Wednesday 27 February 2013

2426 George Orwell the authorised biography 1

Yesterday February 26th was an important event day because in  the evening I saw Silver Linings Playbook, arguable the best of a number of  good films this Oscar and Bafta season and which I had planned to write about next after another new series of weekly catch up summary reports. However the event of the day was the arrival of the brilliant Michael Sheldon’s 1991 authorised biography where I have I managed to acquire an original first edition in hardback.

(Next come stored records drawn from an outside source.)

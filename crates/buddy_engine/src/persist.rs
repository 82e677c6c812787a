use std::fs::{self, OpenOptions};
use std::io::{self, BufRead, BufReader, Write};
use std::path::{Path, PathBuf};

use buddy_core::{
    LogEntry, ScanContext, StateChanges, StoredQuantity, Tag, UnknownBarcodeRecord,
};
use buddy_logging::{buddy_debug, buddy_info, buddy_warn};
use chrono::{DateTime, Utc};
use tempfile::NamedTempFile;
use thiserror::Error;

use crate::{StateStore, StoreError, StoreSnapshot};

#[derive(Debug, Error)]
pub enum PersistError {
    #[error("state directory missing or not writable: {0}")]
    StateDir(String),
    #[error("io error: {0}")]
    Io(#[from] io::Error),
}

/// Ensure the state directory exists; create if missing.
pub fn ensure_state_dir(dir: &Path) -> Result<(), PersistError> {
    if dir.exists() {
        let meta = fs::metadata(dir).map_err(|e| PersistError::StateDir(e.to_string()))?;
        if !meta.is_dir() {
            return Err(PersistError::StateDir("path is not a directory".into()));
        }
    } else {
        fs::create_dir_all(dir).map_err(|e| PersistError::StateDir(e.to_string()))?;
    }
    Ok(())
}

/// Atomically write content to `{dir}/{filename}` by writing a temp file then renaming.
#[derive(Debug, Clone)]
pub struct AtomicFileWriter {
    dir: PathBuf,
}

impl AtomicFileWriter {
    pub fn new(dir: PathBuf) -> Self {
        Self { dir }
    }

    pub fn write(&self, filename: &str, content: &str) -> Result<PathBuf, PersistError> {
        ensure_state_dir(&self.dir)?;

        let target = self.dir.join(filename);
        let mut tmp = NamedTempFile::new_in(&self.dir)?;
        tmp.write_all(content.as_bytes())?;
        tmp.flush()?;
        tmp.as_file_mut().sync_all()?;

        tmp.persist(&target).map_err(|e| PersistError::Io(e.error))?;
        Ok(target)
    }
}

/// Append-only JSON lines file with the durable log rows.
#[derive(Debug, Clone)]
struct LogJournal {
    dir: PathBuf,
    path: PathBuf,
}

impl LogJournal {
    /// Appends `entries` and returns the file length before the append.
    fn append(&self, entries: &[LogEntry]) -> Result<u64, StoreError> {
        let mut lines = String::new();
        for entry in entries {
            let line =
                serde_json::to_string(entry).map_err(|err| StoreError::Encode(err.to_string()))?;
            lines.push_str(&line);
            lines.push('\n');
        }

        ensure_state_dir(&self.dir)?;
        let mut file = OpenOptions::new()
            .create(true)
            .append(true)
            .open(&self.path)
            .map_err(PersistError::from)?;
        let before = file.metadata().map_err(PersistError::from)?.len();
        file.write_all(lines.as_bytes())
            .and_then(|()| file.sync_data())
            .map_err(PersistError::from)?;
        Ok(before)
    }

    /// Drops rows appended after `len` bytes.
    fn truncate(&self, len: u64) -> Result<(), StoreError> {
        let file = OpenOptions::new()
            .write(true)
            .open(&self.path)
            .map_err(PersistError::from)?;
        file.set_len(len).map_err(PersistError::from)?;
        Ok(())
    }

    fn read(&self) -> Result<Vec<LogEntry>, StoreError> {
        let file = match fs::File::open(&self.path) {
            Ok(file) => file,
            Err(err) if err.kind() == io::ErrorKind::NotFound => return Ok(Vec::new()),
            Err(err) => return Err(PersistError::Io(err).into()),
        };
        let mut entries = Vec::new();
        for (index, line) in BufReader::new(file).lines().enumerate() {
            let line = line.map_err(PersistError::from)?;
            if line.trim().is_empty() {
                continue;
            }
            let entry = serde_json::from_str(&line).map_err(|err| StoreError::Decode {
                path: self.path.display().to_string(),
                message: format!("line {}: {}", index + 1, err),
            })?;
            entries.push(entry);
        }
        Ok(entries)
    }
}

/// [`StateStore`] kept in a RON file next to the scanner.
///
/// The file is the only copy of the state: every lookup reads it and every
/// commit applies its changes to what is on disk right then, so several
/// scanner processes can share one file. The state is rewritten through
/// [`AtomicFileWriter`]. Log rows are appended to a JSON lines journal next
/// to it (`state.ron` logs to `state.log.jsonl`).
#[derive(Debug)]
pub struct FileStateStore {
    writer: AtomicFileWriter,
    file_name: String,
    path: PathBuf,
    journal: LogJournal,
}

impl FileStateStore {
    /// Opens the state file, starting from an empty state when it does not exist.
    pub fn open(path: impl Into<PathBuf>) -> Result<Self, StoreError> {
        let path = path.into();
        let dir = match path.parent() {
            Some(parent) if !parent.as_os_str().is_empty() => parent.to_path_buf(),
            _ => PathBuf::from("."),
        };
        let file_name = path
            .file_name()
            .and_then(|name| name.to_str())
            .ok_or_else(|| StoreError::Decode {
                path: path.display().to_string(),
                message: "state path has no file name".to_string(),
            })?
            .to_string();

        let store = Self {
            writer: AtomicFileWriter::new(dir.clone()),
            file_name,
            journal: LogJournal {
                dir,
                path: path.with_extension("log.jsonl"),
            },
            path,
        };
        if !store.path.exists() {
            buddy_info!("No state file at {:?}, starting fresh", store.path);
        }
        store.load()?;
        Ok(store)
    }

    pub fn path(&self) -> &Path {
        &self.path
    }

    pub fn log_path(&self) -> &Path {
        &self.journal.path
    }

    /// Current contents of the state file.
    pub fn snapshot(&self) -> Result<StoreSnapshot, StoreError> {
        self.load()
    }

    /// Every log row written so far, oldest first.
    pub fn log_entries(&self) -> Result<Vec<LogEntry>, StoreError> {
        self.journal.read()
    }

    /// Applies an edit outside of scanning (chore mappings, tags) and persists it.
    pub fn update<F>(&mut self, edit: F) -> Result<(), StoreError>
    where
        F: FnOnce(&mut StoreSnapshot),
    {
        let mut next = self.load()?;
        edit(&mut next);
        self.persist(&next)
    }

    fn load(&self) -> Result<StoreSnapshot, StoreError> {
        match fs::read_to_string(&self.path) {
            Ok(text) => ron::from_str(&text).map_err(|err| StoreError::Decode {
                path: self.path.display().to_string(),
                message: err.to_string(),
            }),
            Err(err) if err.kind() == io::ErrorKind::NotFound => Ok(StoreSnapshot::default()),
            Err(err) => Err(PersistError::Io(err).into()),
        }
    }

    fn persist(&self, next: &StoreSnapshot) -> Result<(), StoreError> {
        let pretty = ron::ser::PrettyConfig::new();
        let content = ron::ser::to_string_pretty(next, pretty)
            .map_err(|err| StoreError::Encode(err.to_string()))?;
        let target = self.writer.write(&self.file_name, &content)?;
        buddy_debug!("Persisted scanner state to {:?}", target);
        Ok(())
    }
}

impl StateStore for FileStateStore {
    fn load_context(&self, now: DateTime<Utc>) -> Result<ScanContext, StoreError> {
        Ok(self.load()?.context(now))
    }

    fn unknown_barcode(&self, barcode: &str) -> Result<Option<UnknownBarcodeRecord>, StoreError> {
        Ok(self.load()?.unknown.remove(barcode))
    }

    fn stored_quantity(&self, barcode: &str) -> Result<Option<StoredQuantity>, StoreError> {
        Ok(self.load()?.quantities.remove(barcode))
    }

    fn chore_id_for_barcode(&self, barcode: &str) -> Result<Option<String>, StoreError> {
        Ok(self.load()?.chore_barcodes.remove(barcode))
    }

    fn tags(&self) -> Result<Vec<Tag>, StoreError> {
        Ok(self.load()?.tags)
    }

    fn commit(&mut self, changes: &StateChanges) -> Result<(), StoreError> {
        if changes.is_empty() {
            return Ok(());
        }
        let mut next = self.load()?;
        next.apply(changes);

        let journal_len = if changes.log.is_empty() {
            None
        } else {
            Some(self.journal.append(&changes.log)?)
        };
        if let Err(err) = self.persist(&next) {
            if let Some(len) = journal_len {
                if let Err(undo) = self.journal.truncate(len) {
                    buddy_warn!(
                        "Could not drop log rows of a failed commit from {:?}: {}",
                        self.journal.path,
                        undo
                    );
                }
            }
            return Err(err);
        }
        Ok(())
    }
}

My hope in purchasing was that this book will answer some of the questions and issues which have been raised while listening to the BBC The Real George 0rwell series of programmes together with re reading Keep the Aspidistra Flying, Down and Out in Paris and London, and reading The Road to Wigan Pier and Homage to Catalonia. There is Animal Farm and 1984 to reread. I had hoped to read some of his articles and essays which are available online but will not now do so unless the reading of two of  the biographies indicates that I should.

I have so far published my notes in 2419 to 2422 and 2424 and 2245 and after reading the Introduction and the first chapter on family  background and his childhood until going to preparatory school I need to continue  noting this important book chapter by chapter because of its significance to my life to date and my life that remains,  in addition to the original purpose of the completer finisher within me.

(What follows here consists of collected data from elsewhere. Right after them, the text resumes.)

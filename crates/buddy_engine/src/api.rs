use std::fmt;

use buddy_core::{ProductId, Quantity};

/// Product as reported by the inventory service for a barcode.
#[derive(Debug, Clone, PartialEq)]
pub struct ProductInfo {
    pub id: ProductId,
    pub name: String,
    /// Stock quantity unit, e.g. "Piece".
    pub unit: String,
    pub stock_amount: f64,
}

#[derive(Debug, Clone, Copy, PartialEq, Eq)]
pub enum PurchaseResult {
    Stocked,
    /// Stocked, but the product has no default best-before period.
    StockedWithoutBestBefore,
}

#[derive(Debug, Clone, PartialEq, Eq, thiserror::Error)]
#[error("{kind}: {message}")]
pub struct ApiError {
    pub kind: ApiFailure,
    pub message: String,
}

impl ApiError {
    pub fn new(kind: ApiFailure, message: impl Into<String>) -> Self {
        Self {
            kind,
            message: message.into(),
        }
    }
}

#[derive(Debug, Clone, PartialEq, Eq)]
pub enum ApiFailure {
    InvalidUrl,
    HttpStatus(u16),
    Timeout,
    Network,
    InvalidResponse,
}

impl fmt::Display for ApiFailure {
    fn fmt(&self, f: &mut fmt::Formatter<'_>) -> fmt::Result {
        match self {
            ApiFailure::InvalidUrl => write!(f, "invalid url"),
            ApiFailure::HttpStatus(code) => write!(f, "http status {code}"),
            ApiFailure::Timeout => write!(f, "timeout"),
            ApiFailure::Network => write!(f, "network error"),
            ApiFailure::InvalidResponse => write!(f, "invalid response"),
        }
    }
}

/// Stock operations of the inventory service. Calls block until done.
pub trait InventoryApi: Send + Sync {
    fn product_by_barcode(&self, barcode: &str) -> Result<Option<ProductInfo>, ApiError>;

    fn consume(&self, id: ProductId, amount: Quantity, spoiled: bool) -> Result<(), ApiError>;

    fn purchase(&self, id: ProductId, amount: Quantity) -> Result<PurchaseResult, ApiError>;

    fn open(&self, id: ProductId) -> Result<(), ApiError>;

    fn add_to_shopping_list(&self, id: ProductId, amount: Quantity) -> Result<(), ApiError>;

    /// Guesses a product name from a public product catalog.
    fn lookup_name_by_external_catalog(&self, barcode: &str) -> Result<Option<String>, ApiError>;
}

pub trait ChoreApi: Send + Sync {
    fn execute_chore(&self, id: u64) -> Result<(), ApiError>;

    fn chore_name(&self, id: u64) -> Result<String, ApiError>;
}
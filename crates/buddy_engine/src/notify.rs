use std::fs::{File, OpenOptions};
use std::io::{self, Write};
use std::path::{Path, PathBuf};
use std::sync::{mpsc, Mutex};

use buddy_core::{EventType, Severity};
use buddy_logging::{buddy_info, buddy_warn};
use serde::Serialize;
use thiserror::Error;

#[derive(Debug, Error)]
pub enum NotifyError {
    #[error("notification channel closed")]
    Closed,
    #[error("io error: {0}")]
    Io(#[from] io::Error),
    #[error("failed to encode event: {0}")]
    Encode(#[from] serde_json::Error),
}

/// Live notification for scanner displays.
#[derive(Debug, Clone, PartialEq, Eq)]
pub struct Notification {
    pub text: String,
    pub severity: Severity,
}

/// Fire-and-forget channel to live subscribers.
pub trait NotificationChannel: Send + Sync {
    fn broadcast(&self, notification: Notification) -> Result<(), NotifyError>;
}

/// Writes notifications to the diagnostic log.
#[derive(Debug, Default, Clone, Copy)]
pub struct LogNotifier;

impl NotificationChannel for LogNotifier {
    fn broadcast(&self, notification: Notification) -> Result<(), NotifyError> {
        match notification.severity {
            Severity::Success => buddy_info!("[scan] {}", notification.text),
            Severity::Warning | Severity::Error => {
                buddy_warn!("[scan:{}] {}", notification.severity.code(), notification.text)
            }
        }
        Ok(())
    }
}

/// Forwards notifications to an in-process receiver.
pub struct ChannelNotifier {
    tx: mpsc::Sender<Notification>,
}

impl ChannelNotifier {
    pub fn new(tx: mpsc::Sender<Notification>) -> Self {
        Self { tx }
    }
}

impl NotificationChannel for ChannelNotifier {
    fn broadcast(&self, notification: Notification) -> Result<(), NotifyError> {
        self.tx.send(notification).map_err(|_| NotifyError::Closed)
    }
}

/// Receives every processed event, e.g. to trigger home automation.
pub trait EventSink: Send + Sync {
    fn dispatch(&self, event_type: EventType, message: &str) -> Result<(), NotifyError>;
}

#[derive(Debug, Default, Clone, Copy)]
pub struct NoopEventSink;

impl EventSink for NoopEventSink {
    fn dispatch(&self, _event_type: EventType, _message: &str) -> Result<(), NotifyError> {
        Ok(())
    }
}

#[derive(Serialize)]
struct EventLine<'a> {
    event_type: i32,
    message: &'a str,
}

/// Appends each event as one JSON object per line.
#[derive(Debug)]
pub struct JsonLinesEventSink {
    path: PathBuf,
    file: Mutex<File>,
}

impl JsonLinesEventSink {
    pub fn open(path: impl Into<PathBuf>) -> Result<Self, NotifyError> {
        let path = path.into();
        let file = OpenOptions::new().create(true).append(true).open(&path)?;
        Ok(Self {
            path,
            file: Mutex::new(file),
        })
    }

    pub fn path(&self) -> &Path {
        &self.path
    }
}

impl EventSink for JsonLinesEventSink {
    fn dispatch(&self, event_type: EventType, message: &str) -> Result<(), NotifyError> {
        let mut line = serde_json::to_string(&EventLine {
            event_type: event_type.code(),
            message,
        })?;
        line.push('\n');
        let mut file = self
            .file
            .lock()
            .map_err(|_| NotifyError::Io(io::Error::other("event sink lock poisoned")))?;
        file.write_all(line.as_bytes())?;
        file.flush()?;
        Ok(())
    }
}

I was nearly tempted to omit the introductory chapter until after  reading the rest, but grateful that I did not as Shelden sets the scene for his book in the context of other works completed beforehand and which immediately answered some questions.

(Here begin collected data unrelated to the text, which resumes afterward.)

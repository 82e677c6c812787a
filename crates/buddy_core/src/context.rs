use chrono::{DateTime, Utc};

use crate::{EventType, LogEntry, LogEvent, Mode, PendingScanContext, StoredQuantity, UnknownBarcodeRecord};

/// Per-scan view of the shared scanner state.
///
/// Loaded once when a scan starts. Every change made while handling the scan
/// is staged here and handed to the store in one commit.
#[derive(Debug, Clone, PartialEq)]
pub struct ScanContext {
    now: DateTime<Utc>,
    mode: Mode,
    pending: PendingScanContext,
    mode_changed: bool,
    pending_changed: bool,
    unknown: Vec<UnknownBarcodeRecord>,
    quantities: Vec<StoredQuantity>,
    events: Vec<LogEvent>,
    log: Vec<LogSlot>,
}

#[derive(Debug, Clone, PartialEq, Eq)]
enum LogSlot {
    Event(usize),
    Note(LogEntry),
}

/// Everything a scan wants persisted.
#[derive(Debug, Clone, PartialEq, Default)]
pub struct StateChanges {
    pub mode: Option<Mode>,
    pub pending: Option<PendingScanContext>,
    pub unknown: Vec<UnknownBarcodeRecord>,
    pub quantities: Vec<StoredQuantity>,
    /// Durable rows in emission order, notes and events alike.
    pub log: Vec<LogEntry>,
    /// Events to broadcast and dispatch once the commit succeeded.
    pub events: Vec<LogEvent>,
}

impl StateChanges {
    pub fn is_empty(&self) -> bool {
        self.mode.is_none()
            && self.pending.is_none()
            && self.unknown.is_empty()
            && self.quantities.is_empty()
            && self.log.is_empty()
    }
}

impl ScanContext {
    pub fn new(mode: Mode, pending: PendingScanContext, now: DateTime<Utc>) -> Self {
        Self {
            now,
            mode,
            pending,
            mode_changed: false,
            pending_changed: false,
            unknown: Vec::new(),
            quantities: Vec::new(),
            events: Vec::new(),
            log: Vec::new(),
        }
    }

    pub fn now(&self) -> DateTime<Utc> {
        self.now
    }

    pub fn mode(&self) -> Mode {
        self.mode
    }

    pub fn set_mode(&mut self, mode: Mode) {
        self.mode = mode;
        self.mode_changed = true;
    }

    pub fn pending(&self) -> &PendingScanContext {
        &self.pending
    }

    pub fn remember_barcode(&mut self, barcode: impl Into<String>, product_name: Option<String>) {
        self.pending = PendingScanContext::new(barcode, product_name);
        self.pending_changed = true;
    }

    /// Staged version of an unknown barcode, if this scan touched it.
    pub fn staged_unknown(&self, barcode: &str) -> Option<&UnknownBarcodeRecord> {
        self.unknown.iter().rev().find(|record| record.barcode == barcode)
    }

    pub fn upsert_unknown(&mut self, record: UnknownBarcodeRecord) {
        self.unknown.retain(|staged| staged.barcode != record.barcode);
        self.unknown.push(record);
    }

    pub fn upsert_quantity(&mut self, quantity: StoredQuantity) {
        self.quantities.retain(|staged| staged.barcode != quantity.barcode);
        self.quantities.push(quantity);
    }

    /// Stages an event and returns it for adjusting severity and display text.
    pub fn emit(&mut self, event_type: EventType, message: impl Into<String>) -> &mut LogEvent {
        let index = self.events.len();
        self.events.push(LogEvent::new(self.now, event_type, message));
        self.log.push(LogSlot::Event(index));
        &mut self.events[index]
    }

    /// Stages a durable log row that is neither broadcast nor dispatched.
    pub fn note(&mut self, message: impl Into<String>, verbose: bool) {
        self.log.push(LogSlot::Note(LogEntry {
            timestamp: self.now,
            message: message.into(),
            verbose,
        }));
    }

    pub fn events(&self) -> &[LogEvent] {
        &self.events
    }

    pub fn into_changes(self) -> StateChanges {
        let log = self
            .log
            .into_iter()
            .map(|slot| match slot {
                LogSlot::Event(index) => self.events[index].entry.clone(),
                LogSlot::Note(entry) => entry,
            })
            .collect();
        StateChanges {
            mode: self.mode_changed.then_some(self.mode),
            pending: self.pending_changed.then_some(self.pending),
            unknown: self.unknown,
            quantities: self.quantities,
            log,
            events: self.events,
        }
    }
}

The first is why Eric Blair did not write his story and that there is no book devoted to Eileen O’Shaughnessy and only  in 2002 was a book written about his second wife and literary executor Sonia Brownell. The answer is not because Eric died comparatively young but according to Sheldon he understood that to be consistent with his ideals it would reveal what he wanted to keep private about his inner life, his inconsistencies and his relationships with others, which I suspect  was out of respect and protection of their right to privacy. I plead guilty from extrapolating from my recognition of important similarities between myself and Eric to making assumptions that I claim to know more or as much of him than those who have read and studied all his works and communicated with many people who had direct knowledge of him as Shelden mentions in his introductory chapter

I also ought to repeat my crackpot  warning that I continue to believe that despite the way human beings appear to differ in their physical make up and appearance and in their behaviour  we are all inherently the same and that we all inherit the accumulated memories of our biological ancestors which is another argument supporting my lifelong contention that everyone has the right to know the who their biological parents were, and in fact that this is one of few rights I would declare inalienable.

According to Shelden Eric argued that the work an artist produces should stand or fall on the judgement of others over time and that experience unrelated to the creation of any individual work should be discounted, a distinction Shelden himself rejects as I do. Having said this the question remains what would Orwell have written and done with the rest of his life had he not died when he did and would this have included and autobiography or two? Would he and Eileen have remained married if she  and he survived into their sixties and  in any event would she have remained silent when after his death he became the focus of so much research, and writing by others?
According to Shelden it was Sonia, in response to an unauthorised biography where she had refused to allow any direct quotations from his writings, to invite the academic Bernard Crick (1982 revised 1992) to write up his life which Shelden explains is full of facts without getting beneath the skin of the man, although it appears Sonia was displeased with his work which she attempted to stop the publication. Crick was an important writer on politics with a left of centre  slant and the reference has reminded  me to buy a second hand copy of his book on Protest and Discontent which he published in 1970 along with the only book about the life of Sonia, a fascinating woman in her own right

Shelden comments that Eric was a man of contradictions, Are we not all? We are all made up of conflicting forces, as I believe are societies  local, national and international. Unless there are counterbalancing forces a dominate force will gain such  an ascendancy that others will find it increasingly difficult to survive, for a time at least. If the dominant is benign then most people will argue  this is how it should be, but I believe any force even if for the good, constructive etc will become unstable  and turn in on itself unless it is able to achieve balance, stability, equilibrium and this is only attained from the tension between forces.

The other aspect I feel the need to feature in my introduction is the belief there is usually more than one valid answer to a mystery,  solution to a problem or response to a question. This aspect is covered by Shelden in the sense that he notes Eric liked to understand the position of those with whom he often had fundamental disagreement. This should not be misunderstood that understanding means one does not vigorously oppose or criticise.

Also important to me from Sheldon’s introduction is the information whatever his success, and Eric worked  to be successful and for his work to be appreciated, he always expected failure and recognised his shortcomings well as those of others. He also appears to have been a driven creative  individual.